Glioblastomas são tumores agressivos e muito incidentes — eles representam 15% de todos os cânceres cerebrais e estão entre os 12 tumores mais frequentes no Brasil. Caracterizam-se por uma rápida infiltração no tecido cerebral e são rotineiramente tratados com radiação ionizante — técnica mais conhecida como radioterapia, em que feixes de radiação incidem sobre o tumor do paciente, danificando o DNA das células tumorais, levando-as à instabilidade e morte.
Devido à frequente aquisição de resistência a estas terapias e à escassez de novos tratamentos, esse tumor tem um prognóstico muito ruim: apenas um em cada dez pacientes sobrevive mais de cinco anos após o diagnóstico inicial.
Com o intuito de desvendar a relação entre proteínas envolvidas no reparo de DNA e na resistência tumoral, pesquisadores do Instituto de Química (IQ) da USP realizaram um estudo com uso de modelos celulares de glioblastoma humano resistente à radioterapia. Foi utilizado o cultivo celular tradicional em uma placa (duas dimensões) e em culturas de esferóides — pequenas esferas de células (três dimensões) que se assemelham a tumores sólidos. Os resultados dos experimentos mostraram, pela primeira vez, uma interdependência entre as duas vias de proteínas – espécie de caminho molecular que elas percorrem na célula – e sua atuação conjunta na regulação do reparo de DNA lesionado pela radioterapia.

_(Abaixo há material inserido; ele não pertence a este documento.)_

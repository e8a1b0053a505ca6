// SPDX-FileCopyrightText: 2025 sqlex contributors
// SPDX-License-Identifier: MIT

//! Running suites against a backend.

use sqlex_db::{Backend, Dialect};
use sqlex_verify::{Verifier, VerifyConfig};
use tracing::{debug, info, warn};

use crate::error::StepError;
use crate::plan::{Expectation, Plan, Step};
use crate::report::{Outcome, Report, ScenarioReport};
use crate::scenario::Suite;

/// Executes suites on one connection.
///
/// Steps run one at a time in stage order. Steps sharing a stage are
/// independent, but they still share the connection, so writes that
/// depend on each other or cascade through linked tables never overlap.
#[derive(Debug, Clone, Default)]
pub struct Runner {
    verifier: Verifier,
    fail_fast: bool,
    filters: Vec<String>,
}

impl Runner {
    /// A runner comparing rows with `verifier`.
    ///
    /// The verifier's typecasts take precedence over a suite's defaults.
    pub fn new(verifier: Verifier) -> Self {
        Self {
            verifier,
            ..Self::default()
        }
    }

    /// Stop after the first failed scenario.
    pub fn fail_fast(mut self, fail_fast: bool) -> Self {
        self.fail_fast = fail_fast;
        self
    }

    /// Only run scenarios whose name contains one of `filters`.
    pub fn filter<I, S>(mut self, filters: I) -> Self
    where
        I: IntoIterator<Item = S>,
        S: Into<String>,
    {
        self.filters = filters.into_iter().map(Into::into).collect();
        self
    }

    /// Run `suite` against `backend`.
    ///
    /// An error is returned only when the suite cannot be set up; scenario
    /// failures are recorded in the [`Report`].
    pub fn run<B: Backend + ?Sized>(
        &self,
        backend: &mut B,
        suite: &Suite,
    ) -> Result<Report, StepError> {
        let dialect = backend.dialect();
        let verifier = self.suite_verifier(suite);
        let mut report = Report::new(suite.name(), dialect);

        info!("Setting up suite {} on {}", suite.name(), dialect);
        for table in suite.drop_tables() {
            backend
                .drop_table(table)
                .map_err(|source| StepError::Backend {
                    step: format!("drop {table}"),
                    source,
                })?;
        }
        run_plan(backend, suite.setup(), &verifier, dialect)?;

        let mut stopped = false;
        for scenario in suite.select(self.filters.as_slice()) {
            let name = scenario.name().to_owned();
            if stopped {
                report.scenarios.push(ScenarioReport {
                    name,
                    outcome: Outcome::Skipped {
                        reason: "not run after an earlier failure".into(),
                    },
                    skipped_steps: 0,
                });
                continue;
            }
            if !scenario.runs_on(dialect) {
                let reason = match scenario.dialect() {
                    Some(only) => format!("{only} only"),
                    None => String::new(),
                };
                info!("SKIP {name} ({reason})");
                report.scenarios.push(ScenarioReport {
                    name,
                    outcome: Outcome::Skipped { reason },
                    skipped_steps: 0,
                });
                continue;
            }

            let result = run_plan(backend, suite.reset(), &verifier, dialect)
                .map_err(|e| format!("reset: {e}"))
                .and_then(|_| {
                    run_plan(backend, scenario.plan(), &verifier, dialect)
                        .map_err(|e| e.to_string())
                });
            let (outcome, skipped_steps) = match result {
                Ok(skipped) => {
                    info!("PASS {name}");
                    (Outcome::Passed, skipped)
                }
                Err(message) => {
                    warn!("FAIL {name}: {message}");
                    stopped = self.fail_fast;
                    (Outcome::Failed { message }, 0)
                }
            };
            report.scenarios.push(ScenarioReport {
                name,
                outcome,
                skipped_steps,
            });
        }

        Ok(report)
    }

    fn suite_verifier(&self, suite: &Suite) -> Verifier {
        let config = self.verifier.config();
        Verifier::new(VerifyConfig {
            typecasts: suite.typecasts().overlay(&config.typecasts),
            mode: config.mode,
            order: config.order,
        })
    }
}

/// Run every step of `plan` that applies to `dialect`, returning how many
/// steps were skipped.
pub fn run_plan<B: Backend + ?Sized>(
    backend: &mut B,
    plan: &Plan,
    verifier: &Verifier,
    dialect: Dialect,
) -> Result<usize, StepError> {
    let mut skipped = 0;
    for stage in plan.stages()? {
        for step in stage {
            if !step.runs_on(dialect) {
                debug!("Skipping step '{}' on {}", step.name(), dialect);
                skipped += 1;
                continue;
            }
            run_step(backend, step, verifier)?;
        }
    }
    Ok(skipped)
}

fn run_step<B: Backend + ?Sized>(
    backend: &mut B,
    step: &Step,
    verifier: &Verifier,
) -> Result<(), StepError> {
    debug!("Running step '{}'", step.name());
    let result = backend.query(step.sql(), step.params());

    let rs = match (step.expectation(), result) {
        (Expectation::Fails(expected), Ok(_)) => {
            return Err(StepError::UnexpectedSuccess {
                step: step.name().to_owned(),
                expected: *expected,
            });
        }
        (Expectation::Fails(expected), Err(source)) => {
            let actual = source.kind();
            if actual == *expected {
                debug!("Step '{}' failed as expected: {}", step.name(), source);
                return Ok(());
            }
            return Err(StepError::WrongErrorKind {
                step: step.name().to_owned(),
                expected: *expected,
                actual,
                source,
            });
        }
        (_, Err(source)) => {
            return Err(StepError::Backend {
                step: step.name().to_owned(),
                source,
            });
        }
        (_, Ok(rs)) => rs,
    };

    match step.expectation() {
        Expectation::Rows(expected) => step_verifier(verifier, step)
            .verify(rs.rows(), expected)
            .map_err(|source| StepError::Verify {
                step: step.name().to_owned(),
                source,
            }),
        Expectation::Affected(expected) => {
            let actual = rs.meta.rows_affected.unwrap_or(0);
            if actual == *expected {
                Ok(())
            } else {
                Err(StepError::AffectedMismatch {
                    step: step.name().to_owned(),
                    expected: *expected,
                    actual,
                })
            }
        }
        Expectation::Nothing | Expectation::Fails(_) => Ok(()),
    }
}

fn step_verifier(verifier: &Verifier, step: &Step) -> Verifier {
    let mut scoped = verifier.with_overrides(step.typecasts());
    if let Some(mode) = step.mode() {
        scoped = scoped.with_mode(mode);
    }
    if let Some(order) = step.order() {
        scoped = scoped.with_order(order);
    }
    scoped
}

#[cfg(test)]
mod tests {
    use sqlex_db::{Database, ErrorKind};
    use sqlex_verify::{Coercion, RowOrder, TypecastMap, VerifyError, row};

    use super::*;
    use crate::scenario::Scenario;

    fn suite() -> Suite {
        Suite::new("pets")
            .with_drops(["Pet"])
            .with_setup(Plan::new().then(Step::new(
                "create",
                r#"CREATE TABLE "Pet" (id INTEGER PRIMARY KEY, name TEXT NOT NULL UNIQUE)"#,
            )))
            .with_reset(Plan::sequence([
                Step::new("clear", r#"DELETE FROM "Pet""#),
                Step::new("fill", r#"INSERT INTO "Pet" VALUES (0, 'dog'), (1, 'cat')"#)
                    .expect_affected(2),
            ]))
            .with_typecasts([("cnt", Coercion::Integer)].into_iter().collect())
    }

    fn count(name: &str, cnt: &str) -> Scenario {
        Scenario::new(
            name,
            Plan::new().then(
                Step::new("count", r#"SELECT COUNT(*) AS cnt FROM "Pet""#)
                    .expect_rows([row! { "cnt" => cnt }]),
            ),
        )
    }

    fn run(runner: &Runner, suite: &Suite) -> Report {
        let mut db = Database::open_memory().unwrap();
        runner.run(&mut db, suite).unwrap()
    }

    #[test_log::test]
    fn test_reset_runs_before_each_scenario() {
        let suite = suite()
            .scenario(Scenario::new(
                "delete",
                Plan::new().then(Step::new("delete", r#"DELETE FROM "Pet""#).expect_affected(2)),
            ))
            .scenario(count("count after delete", "2"));

        let report = run(&Runner::default(), &suite);
        assert!(report.is_success(), "{report}");
        assert_eq!(report.totals().passed, 2);
    }

    #[test_log::test]
    fn test_failure_is_recorded_and_run_continues() {
        let suite = suite()
            .scenario(count("wrong count", "3"))
            .scenario(count("right count", "2"));

        let report = run(&Runner::default(), &suite);
        assert!(!report.is_success());
        assert_eq!(
            report.scenarios[0].outcome,
            Outcome::Failed {
                message: VerifyError::ValueMismatch {
                    row: 0,
                    column: "cnt".into(),
                    expected: 3.into(),
                    actual: 2.into(),
                }
                .to_string()
                .replace("row 0", "step 'count': row 0"),
            }
        );
        assert_eq!(report.scenarios[1].outcome, Outcome::Passed);
    }

    #[test]
    fn test_fail_fast_skips_the_rest() {
        let suite = suite()
            .scenario(count("wrong count", "3"))
            .scenario(count("right count", "2"));

        let report = run(&Runner::default().fail_fast(true), &suite);
        assert!(matches!(report.scenarios[1].outcome, Outcome::Skipped { .. }));
    }

    #[test]
    fn test_filter() {
        let suite = suite()
            .scenario(count("first", "2"))
            .scenario(count("second", "2"));

        let report = run(&Runner::default().filter(["sec"]), &suite);
        assert_eq!(report.scenarios.len(), 1);
        assert_eq!(report.scenarios[0].name, "second");
    }

    #[test]
    fn test_dialect_skips() {
        let suite = suite()
            .scenario(count("postgres", "2").only_on(Dialect::Postgres))
            .scenario(Scenario::new(
                "mixed",
                Plan::new()
                    .then(
                        Step::new("pg", r#"DELETE FROM "Pet" USING "Pet" AS p2"#)
                            .only_on(Dialect::Postgres),
                    )
                    .then(Step::new("portable", r#"SELECT 1"#)),
            ));

        let report = run(&Runner::default(), &suite);
        assert_eq!(
            report.scenarios[0].outcome,
            Outcome::Skipped {
                reason: "postgres only".into()
            }
        );
        assert_eq!(report.scenarios[1].outcome, Outcome::Passed);
        assert_eq!(report.scenarios[1].skipped_steps, 1);
    }

    #[test]
    fn test_expected_errors() {
        let suite = suite()
            .scenario(Scenario::new(
                "unique",
                Plan::new().then(
                    Step::new("dup", r#"INSERT INTO "Pet" VALUES (5, 'dog')"#)
                        .expect_error(ErrorKind::Constraint),
                ),
            ))
            .scenario(Scenario::new(
                "wrong kind",
                Plan::new().then(
                    Step::new("dup", r#"INSERT INTO "Pet" VALUES (5, 'dog')"#)
                        .expect_error(ErrorKind::Syntax),
                ),
            ))
            .scenario(Scenario::new(
                "no error",
                Plan::new().then(Step::new("ok", "SELECT 1").expect_error(ErrorKind::Other)),
            ));

        let report = run(&Runner::default(), &suite);
        assert_eq!(report.scenarios[0].outcome, Outcome::Passed);
        let Outcome::Failed { message } = &report.scenarios[1].outcome else {
            panic!("expected a failure: {report}");
        };
        assert!(message.contains("expected syntax error, got constraint violation"));
        let Outcome::Failed { message } = &report.scenarios[2].outcome else {
            panic!("expected a failure: {report}");
        };
        assert!(message.contains("but the statement succeeded"));
    }

    #[test]
    fn test_step_overrides() {
        let suite = suite().scenario(Scenario::new(
            "unordered",
            Plan::new().then(
                Step::new("names", r#"SELECT id, name FROM "Pet" ORDER BY id DESC"#)
                    .expect_rows([row! { "id" => "0" }, row! { "id" => "1" }])
                    .typecast("id", Coercion::Integer)
                    .row_order(RowOrder::Unordered),
            ),
        ));

        let report = run(&Runner::default(), &suite);
        assert!(report.is_success(), "{report}");
    }

    #[test]
    fn test_verifier_typecasts_win_over_suite() {
        let config = VerifyConfig {
            typecasts: TypecastMap::new().with("cnt", Coercion::Text),
            ..VerifyConfig::default()
        };
        let suite = suite().scenario(count("as text", "2"));

        let report = run(&Runner::new(Verifier::new(config)), &suite);
        assert!(report.is_success(), "{report}");
    }

    #[test]
    fn test_setup_failure_aborts() {
        let suite = Suite::new("broken")
            .with_setup(Plan::new().then(Step::new("bad", "CREATE TABLE")))
            .scenario(count("never", "0"));

        let mut db = Database::open_memory().unwrap();
        let err = Runner::default().run(&mut db, &suite).unwrap_err();
        assert_eq!(err.step(), Some("bad"));
    }
}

Já é sabido que uma das principais responsáveis pela radioresistência é a proteína supressora de tumor p53. Em condições normais, a p53 desempenha um papel central na resposta celular, permitindo o reparo do dano no DNA, ou a indução da morte celular (benéfica ao organismo em certas condições, como quando as células sofrem mutações). Em 50% dos pacientes portadores de glioblastoma, a p53 encontra-se alterada, o que prejudica a sua função de suprimir a proliferação e a sobrevivência dos tumores e de manter a integridade do genoma celular.
Outro conjunto de proteínas importante é o das Rho GTPases, que são responsáveis por regular a proliferação e diferenciação celular, a dinâmica do citoesqueleto de actina (responsável por manter o formato e a integridade celular, sua mobilidade e a invasividade de outros tecidos, além de transportar proteínas para diferentes regiões e organelas) e a motilidade celular. Desse modo, não é incomum encontrar essas proteínas, bem como a sinalização que elas regulam, alteradas nesses tumores, o que possibilita o desenvolvimento e a capacidade invasiva dos glioblastomas.
Para os experimentos, os cientistas separaram as culturas de células em dois grupos — um com p53 normal (selvagem) e outro com p53 mutante — e submeteram cada um deles a interferências em diferentes proteínas integrantes da via das Rho GTPases. Os resultados dos experimentos mostraram, pela primeira vez, uma interdependência entre as duas vias, da p53 e das Rho GTPases, e sua atuação conjunta na modulação do reparo de DNA lesionado pela radioterapia.